The coronavirus vaccine from Pfizer – which is due to arrive in the UK before the end of the year – is 95% effective and has passed its safety checks, according to further data from the firm.
The pharmaceutical giant and its partner BioNTech published interim results last week showing the jab could prevent more than 90% of people developing Covid-19.
That data was based on the first 94 volunteers to develop Covid-19, but further figures released on Wednesday are based on the first 170 cases of the virus in the clinical trial.
Of these 170 Covid-19 cases, 162 were observed in the placebo group versus eight in the vaccine group.
A good immune response was “consistent across age, gender, race and ethnicity demographics” and the jab was over 94% effective in those aged over 65, Pfizer said.
Of those taking part in the trial, 42% were from diverse ethnic backgrounds and 41% were aged between 56 and 85.
There were 10 severe cases of Covid-19 overall, with nine in the placebo group and one in the vaccine group.
The vaccine has been tested on 43,500 people in six countries and no safety concerns have been raised, although around 2% of those involved suffered a headache and fatigue.
The UK has secured 40 million doses in total of the vaccine, with 10 million due in the country by the end of the year if the jab is approved.
People will need two doses, meaning not enough vaccine has been secured for the entire UK population.
Another jab, from US firm Moderna, was shown this week in early data to be almost 95% effective.
The UK has ordered five million doses of that jab, and also awaits the results of the Oxford University and AstraZeneca vaccine study – which is due to report soon.
Changes to the Human Medicine Regulations announced in October will allow the Medicines and Healthcare products Regulatory Agency (MHRA) to authorise temporary supply of vaccines, if one becomes available before 2021.
This means that if a vaccine is found to meet the safety, quality and effectiveness standards by the MHRA then vaccinations can begin without needing to wait for the European Medicines Agency.
Health Secretary Matt Hancock has said the NHS will be ready by December 1 to roll out any jab.
The Pfizer vaccine has been shown to produce both an antibody and T-cell response in the body to fight coronavirus.

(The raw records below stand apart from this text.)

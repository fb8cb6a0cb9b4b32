#![cfg_attr(feature = "fail-on-warnings", deny(warnings))]
#![warn(clippy::all, clippy::pedantic, clippy::nursery, clippy::cargo)]
#![allow(clippy::multiple_crate_versions, clippy::cargo_common_metadata)]

//! Access to the hosted store behind the dashboard.
//!
//! Every aggregate the dashboard shows is precomputed by a view in the
//! store. The [`Gateway`] trait is the only way the rest of the workspace
//! reads those views: [`PostgrestGateway`] talks to the real store over
//! HTTP, [`MemoryGateway`] keeps tables in memory for tests and local
//! runs. [`queries`] wraps the raw row access in typed functions.

pub mod config;
pub mod memory;
pub mod postgrest;
pub mod queries;
pub mod query;
pub mod retry;

use async_trait::async_trait;
use serde_json::Value;

pub use config::GatewayConfig;
pub use memory::MemoryGateway;
pub use postgrest::PostgrestGateway;
pub use query::{Direction, Filter, Operator, RestQuery};

/// Errors that can occur while talking to the store.
#[derive(Debug, thiserror::Error)]
pub enum GatewayError {
    /// HTTP request failed.
    #[error("HTTP request failed: {0}")]
    Http(#[from] reqwest::Error),

    /// JSON parsing failed.
    #[error("JSON parse error: {0}")]
    Json(#[from] serde_json::Error),

    /// A required environment variable is unset or empty.
    #[error("Missing environment variable: {name}")]
    MissingEnv {
        /// Variable name.
        name: String,
    },

    /// The store answered with an error status.
    #[error("Store returned HTTP {status}: {message}")]
    Status {
        /// HTTP status code.
        status: u16,
        /// Response body or reason.
        message: String,
    },

    /// A response did not have the expected shape.
    #[error("Unexpected response from {table}: {message}")]
    Decode {
        /// Table or view that was queried.
        table: String,
        /// Description of what went wrong.
        message: String,
    },

    /// An in-memory table lock was poisoned.
    #[error("Table lock poisoned")]
    Poisoned,
}

/// Row-level access to the store.
#[async_trait]
pub trait Gateway: Send + Sync {
    /// Returns every row matching `query`.
    ///
    /// # Errors
    ///
    /// Returns [`GatewayError`] if the store cannot be reached or rejects
    /// the query.
    async fn fetch(&self, query: &RestQuery) -> Result<Vec<Value>, GatewayError>;

    /// Returns the first row matching `query`, if any.
    ///
    /// # Errors
    ///
    /// Same as [`Gateway::fetch`].
    async fn fetch_one(&self, query: &RestQuery) -> Result<Option<Value>, GatewayError> {
        let rows = self.fetch(&query.clone().limit(1)).await?;
        Ok(rows.into_iter().next())
    }

    /// Counts the rows matching `query`, ignoring any limit.
    ///
    /// # Errors
    ///
    /// Same as [`Gateway::fetch`].
    async fn count(&self, query: &RestQuery) -> Result<u64, GatewayError>;

    /// Merges `patch` into every row matching `query` and returns the
    /// updated rows.
    ///
    /// # Errors
    ///
    /// Same as [`Gateway::fetch`].
    async fn update(&self, query: &RestQuery, patch: Value) -> Result<Vec<Value>, GatewayError>;
}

Pfizer and BioNTech expect to be able to produce up to 50 million vaccine doses globally in 2020 and up to 1.3 billion in 2021.

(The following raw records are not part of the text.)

//! Typed reads and writes used by the dashboard API.
//!
//! Each function builds one [`RestQuery`], runs it through a [`Gateway`]
//! and decodes the rows. A row that fails to decode is logged and skipped
//! so one malformed record never hides the rest of a view.

use serde::de::DeserializeOwned;
use serde_json::{Map, Value};
use worker_dashboard_gateway_models::{
    ActivityTrend, DashboardSummary, DistressAlert, EmployerRating, MapData, RecentActivity,
    WorkerBreakdown, WorkerGrouping,
};
use worker_dashboard_worker_models::{ConversationMessage, WorkerRecord};

use crate::{Direction, Gateway, GatewayError, RestQuery};

pub const SUMMARY_VIEW: &str = "dashboard_summary";
pub const EMPLOYER_RATINGS_VIEW: &str = "dashboard_employer_ratings";
pub const MAP_DATA_VIEW: &str = "dashboard_map_data";
pub const DISTRESS_ALERTS_VIEW: &str = "dashboard_distress_alerts";
pub const ACTIVITY_TRENDS_VIEW: &str = "dashboard_activity_trends";
pub const RECENT_ACTIVITY_VIEW: &str = "dashboard_recent_activity";
pub const USERS_TABLE: &str = "users";
pub const ALERTS_TABLE: &str = "distress_alerts";
pub const CONVERSATIONS_TABLE: &str = "conversations";

/// Days of registration trend returned.
pub const TREND_DAYS: usize = 90;

/// Events returned in the recent activity feed.
pub const RECENT_ACTIVITY_LIMIT: usize = 50;

const DEFAULT_EMPLOYER_SORT: &str = "worker_count";

/// Filters for [`employer_ratings`].
#[derive(Debug, Clone, Default, PartialEq)]
pub struct EmployerFilter {
    /// Column to sort by; `worker_count` when unset.
    pub sort_by: Option<String>,
    pub direction: Direction,
    /// Lower bound on `avg_rating`.
    pub min_rating: Option<f64>,
    /// Upper bound on `avg_rating`.
    pub max_rating: Option<f64>,
    pub state: Option<String>,
    pub industry: Option<String>,
}

/// Filters for [`map_data`].
#[derive(Debug, Clone, Default, PartialEq, Eq)]
pub struct MapFilter {
    pub state: Option<String>,
    pub industry: Option<String>,
}

/// Filters for [`distress_alerts`].
#[derive(Debug, Clone, Default, PartialEq, Eq)]
pub struct AlertFilter {
    pub resolved: Option<bool>,
    pub phone_number: Option<String>,
}

fn decode_rows<T: DeserializeOwned>(table: &str, rows: Vec<Value>) -> Vec<T> {
    rows.into_iter()
        .filter_map(|row| match serde_json::from_value(row) {
            Ok(decoded) => Some(decoded),
            Err(e) => {
                log::warn!("Skipping malformed {table} row: {e}");
                None
            }
        })
        .collect()
}

async fn fetch_as<T: DeserializeOwned>(
    gateway: &dyn Gateway,
    query: &RestQuery,
) -> Result<Vec<T>, GatewayError> {
    let rows = gateway.fetch(query).await?;
    Ok(decode_rows(query.table_name(), rows))
}

async fn fetch_one_as<T: DeserializeOwned>(
    gateway: &dyn Gateway,
    query: &RestQuery,
) -> Result<Option<T>, GatewayError> {
    let row = gateway.fetch_one(query).await?;
    Ok(row.and_then(|row| decode_rows(query.table_name(), vec![row]).pop()))
}

/// The headline counters, if the view has a row.
///
/// # Errors
///
/// Returns [`GatewayError`] if the store request fails.
pub async fn dashboard_summary(
    gateway: &dyn Gateway,
) -> Result<Option<DashboardSummary>, GatewayError> {
    fetch_one_as(gateway, &RestQuery::table(SUMMARY_VIEW).select("*")).await
}

/// Worker counts grouped by country, state or industry, largest first.
///
/// # Errors
///
/// Returns [`GatewayError`] if the store request fails.
pub async fn workers_by(
    gateway: &dyn Gateway,
    grouping: WorkerGrouping,
) -> Result<WorkerBreakdown, GatewayError> {
    let query = RestQuery::table(grouping.view())
        .select("*")
        .order("worker_count", Direction::Desc);

    Ok(match grouping {
        WorkerGrouping::Country => WorkerBreakdown::Country(fetch_as(gateway, &query).await?),
        WorkerGrouping::State => WorkerBreakdown::State(fetch_as(gateway, &query).await?),
        WorkerGrouping::Industry => WorkerBreakdown::Industry(fetch_as(gateway, &query).await?),
    })
}

/// Employer rating rows matching `filter`.
///
/// # Errors
///
/// Returns [`GatewayError`] if the store request fails.
pub async fn employer_ratings(
    gateway: &dyn Gateway,
    filter: &EmployerFilter,
) -> Result<Vec<EmployerRating>, GatewayError> {
    let mut query = RestQuery::table(EMPLOYER_RATINGS_VIEW).select("*");

    if let Some(min) = filter.min_rating {
        query = query.gte("avg_rating", min);
    }
    if let Some(max) = filter.max_rating {
        query = query.lte("avg_rating", max);
    }
    if let Some(state) = &filter.state {
        query = query.eq("state", state.as_str());
    }
    if let Some(industry) = &filter.industry {
        query = query.eq("industry", industry.as_str());
    }

    let sort_by = filter.sort_by.as_deref().unwrap_or(DEFAULT_EMPLOYER_SORT);
    query = query.order(sort_by, filter.direction);

    fetch_as(gateway, &query).await
}

/// Map cells matching `filter`, largest first.
///
/// # Errors
///
/// Returns [`GatewayError`] if the store request fails.
pub async fn map_data(
    gateway: &dyn Gateway,
    filter: &MapFilter,
) -> Result<Vec<MapData>, GatewayError> {
    let mut query = RestQuery::table(MAP_DATA_VIEW)
        .select("*")
        .order("worker_count", Direction::Desc);

    if let Some(state) = &filter.state {
        query = query.eq("state", state.as_str());
    }
    if let Some(industry) = &filter.industry {
        query = query.eq("industry", industry.as_str());
    }

    fetch_as(gateway, &query).await
}

/// Distress alerts matching `filter`, newest first.
///
/// # Errors
///
/// Returns [`GatewayError`] if the store request fails.
pub async fn distress_alerts(
    gateway: &dyn Gateway,
    filter: &AlertFilter,
) -> Result<Vec<DistressAlert>, GatewayError> {
    let mut query = RestQuery::table(DISTRESS_ALERTS_VIEW)
        .select("*")
        .order("timestamp", Direction::Desc);

    if let Some(resolved) = filter.resolved {
        query = query.eq("resolved", resolved);
    }
    if let Some(phone) = &filter.phone_number {
        query = query.eq("phone_number", phone.as_str());
    }

    fetch_as(gateway, &query).await
}

/// Marks an alert resolved or open and returns the updated rows as
/// stored. With `resolved` unset the row is matched but left unchanged.
///
/// # Errors
///
/// Returns [`GatewayError`] if the store request fails.
pub async fn set_alert_resolved(
    gateway: &dyn Gateway,
    alert_id: &Value,
    resolved: Option<bool>,
) -> Result<Vec<Value>, GatewayError> {
    log::info!("Setting alert {alert_id} resolved={resolved:?}");

    let mut patch = Map::new();
    if let Some(resolved) = resolved {
        patch.insert("resolved".to_string(), Value::Bool(resolved));
    }

    gateway
        .update(
            &RestQuery::table(ALERTS_TABLE).eq("id", alert_id.clone()),
            Value::Object(patch),
        )
        .await
}

/// Registrations per day, oldest first.
///
/// # Errors
///
/// Returns [`GatewayError`] if the store request fails.
pub async fn activity_trends(gateway: &dyn Gateway) -> Result<Vec<ActivityTrend>, GatewayError> {
    let query = RestQuery::table(ACTIVITY_TRENDS_VIEW)
        .select("*")
        .order("date", Direction::Asc)
        .limit(TREND_DAYS);
    fetch_as(gateway, &query).await
}

/// The most recent activity events, newest first.
///
/// # Errors
///
/// Returns [`GatewayError`] if the store request fails.
pub async fn recent_activity(gateway: &dyn Gateway) -> Result<Vec<RecentActivity>, GatewayError> {
    let query = RestQuery::table(RECENT_ACTIVITY_VIEW)
        .select("*")
        .order("timestamp", Direction::Desc)
        .limit(RECENT_ACTIVITY_LIMIT);
    fetch_as(gateway, &query).await
}

/// Every worker who finished registering, newest first.
///
/// # Errors
///
/// Returns [`GatewayError`] if the store request fails.
pub async fn registered_workers(gateway: &dyn Gateway) -> Result<Vec<WorkerRecord>, GatewayError> {
    let query = RestQuery::table(USERS_TABLE)
        .select("*")
        .eq("registration_complete", true)
        .order("created_at", Direction::Desc);
    fetch_as(gateway, &query).await
}

/// Looks up one worker by phone number.
///
/// # Errors
///
/// Returns [`GatewayError`] if the store request fails.
pub async fn worker_by_phone(
    gateway: &dyn Gateway,
    phone_number: &str,
    registered_only: bool,
) -> Result<Option<WorkerRecord>, GatewayError> {
    let mut query = RestQuery::table(USERS_TABLE)
        .select("*")
        .eq("phone_number", phone_number);
    if registered_only {
        query = query.eq("registration_complete", true);
    }
    fetch_one_as(gateway, &query).await
}

/// A worker's most recent messages, newest first.
///
/// # Errors
///
/// Returns [`GatewayError`] if the store request fails.
pub async fn recent_messages(
    gateway: &dyn Gateway,
    phone_number: &str,
    limit: usize,
) -> Result<Vec<ConversationMessage>, GatewayError> {
    let query = RestQuery::table(CONVERSATIONS_TABLE)
        .select("role,content,timestamp")
        .eq("phone_number", phone_number)
        .order("timestamp", Direction::Desc)
        .limit(limit);
    fetch_as(gateway, &query).await
}

/// Total messages exchanged with a worker.
///
/// # Errors
///
/// Returns [`GatewayError`] if the store request fails.
pub async fn message_count(gateway: &dyn Gateway, phone_number: &str) -> Result<u64, GatewayError> {
    gateway
        .count(&RestQuery::table(CONVERSATIONS_TABLE).eq("phone_number", phone_number))
        .await
}

#[cfg(test)]
mod tests {
    use serde_json::json;
    use worker_dashboard_gateway_models::WorkersByCountry;

    use super::*;
    use crate::MemoryGateway;

    fn gateway() -> MemoryGateway {
        MemoryGateway::new()
            .with_table(
                "dashboard_workers_by_country",
                vec![
                    json!({"country": "Fiji", "worker_count": 2, "registered_count": 1}),
                    json!({"country": "Tonga", "worker_count": 7, "registered_count": 5}),
                    json!({"country": 12, "worker_count": "many"}),
                ],
            )
            .with_table(
                EMPLOYER_RATINGS_VIEW,
                vec![
                    json!({"employer_name": "A", "state": "NSW", "worker_count": 3, "avg_rating": 4.5}),
                    json!({"employer_name": "B", "state": "NSW", "worker_count": 9, "avg_rating": 2.0}),
                    json!({"employer_name": "C", "state": "VIC", "worker_count": 1, "avg_rating": 3.0}),
                ],
            )
            .with_table(
                USERS_TABLE,
                vec![
                    json!({"phone_number": "1", "registration_complete": true, "created_at": "2025-10-01T00:00:00Z"}),
                    json!({"phone_number": "2", "registration_complete": false, "created_at": "2025-10-05T00:00:00Z"}),
                    json!({"phone_number": "3", "registration_complete": true, "created_at": "2025-10-03T00:00:00Z"}),
                ],
            )
            .with_table(
                CONVERSATIONS_TABLE,
                (0..15)
                    .map(|i| {
                        json!({
                            "phone_number": "1",
                            "role": if i % 2 == 0 { "user" } else { "assistant" },
                            "content": format!("message {i}"),
                            "timestamp": format!("2025-10-01T00:00:{i:02}Z"),
                        })
                    })
                    .collect(),
            )
    }

    #[tokio::test]
    async fn breakdown_is_sorted_and_skips_bad_rows() {
        let breakdown = workers_by(&gateway(), WorkerGrouping::Country).await.unwrap();
        let WorkerBreakdown::Country(rows) = breakdown else {
            panic!("expected country rows");
        };
        let countries: Vec<_> = rows.iter().map(|r: &WorkersByCountry| r.country.clone()).collect();
        assert_eq!(countries, vec![Some("Tonga".to_string()), Some("Fiji".to_string())]);
    }

    #[tokio::test]
    async fn employer_filters_and_sorting() {
        let gateway = gateway();
        let rows = employer_ratings(
            &gateway,
            &EmployerFilter {
                state: Some("NSW".to_string()),
                ..EmployerFilter::default()
            },
        )
        .await
        .unwrap();
        let names: Vec<_> = rows.iter().filter_map(|r| r.employer_name.as_deref()).collect();
        assert_eq!(names, vec!["B", "A"]);

        let rows = employer_ratings(
            &gateway,
            &EmployerFilter {
                min_rating: Some(2.5),
                sort_by: Some("avg_rating".to_string()),
                direction: Direction::Asc,
                ..EmployerFilter::default()
            },
        )
        .await
        .unwrap();
        let names: Vec<_> = rows.iter().filter_map(|r| r.employer_name.as_deref()).collect();
        assert_eq!(names, vec!["C", "A"]);
    }

    #[tokio::test]
    async fn registered_workers_newest_first() {
        let workers = registered_workers(&gateway()).await.unwrap();
        let phones: Vec<_> = workers.iter().map(|w| w.phone_number.as_str()).collect();
        assert_eq!(phones, vec!["3", "1"]);
    }

    #[tokio::test]
    async fn worker_lookup() {
        let gateway = gateway();
        assert!(worker_by_phone(&gateway, "2", false).await.unwrap().is_some());
        assert!(worker_by_phone(&gateway, "2", true).await.unwrap().is_none());
        assert!(worker_by_phone(&gateway, "9", false).await.unwrap().is_none());
    }

    #[tokio::test]
    async fn messages_and_count() {
        let gateway = gateway();
        let messages = recent_messages(&gateway, "1", 10).await.unwrap();
        assert_eq!(messages.len(), 10);
        assert_eq!(messages[0].content, "message 14");
        assert_eq!(message_count(&gateway, "1").await.unwrap(), 15);
        assert_eq!(message_count(&gateway, "3").await.unwrap(), 0);
    }

    #[tokio::test]
    async fn resolving_an_alert() {
        let gateway = MemoryGateway::new().with_table(
            ALERTS_TABLE,
            vec![json!({"id": 5, "resolved": false}), json!({"id": 6, "resolved": false})],
        );
        let updated = set_alert_resolved(&gateway, &json!(5), Some(true)).await.unwrap();
        assert_eq!(updated, vec![json!({"id": 5, "resolved": true})]);
        assert_eq!(gateway.rows(ALERTS_TABLE).unwrap()[1]["resolved"], false);

        let untouched = set_alert_resolved(&gateway, &json!(6), None).await.unwrap();
        assert_eq!(untouched, vec![json!({"id": 6, "resolved": false})]);
    }

    #[tokio::test]
    async fn missing_summary_is_none() {
        assert!(dashboard_summary(&MemoryGateway::new()).await.unwrap().is_none());
    }
}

Pfizer chief executive Albert Bourla said on Tuesday that the firm is preparing to file for emergency use authorisation within days from the US Food and Drug Administration.
On Wednesday, Mr Bourla said: “The study results mark an important step in this historic eight-month journey to bring forward a vaccine capable of helping to end this devastating pandemic.
“We continue to move at the speed of science to compile all the data collected thus far and share with regulators around the world.
“With hundreds of thousands of people around the globe infected every day, we urgently need to get a safe and effective vaccine to the world.”
Ugur Sahin, co-founder of BioNTech, said the data shows a high rate of protection against Covid-19 can be achieved “very fast” after the first dose.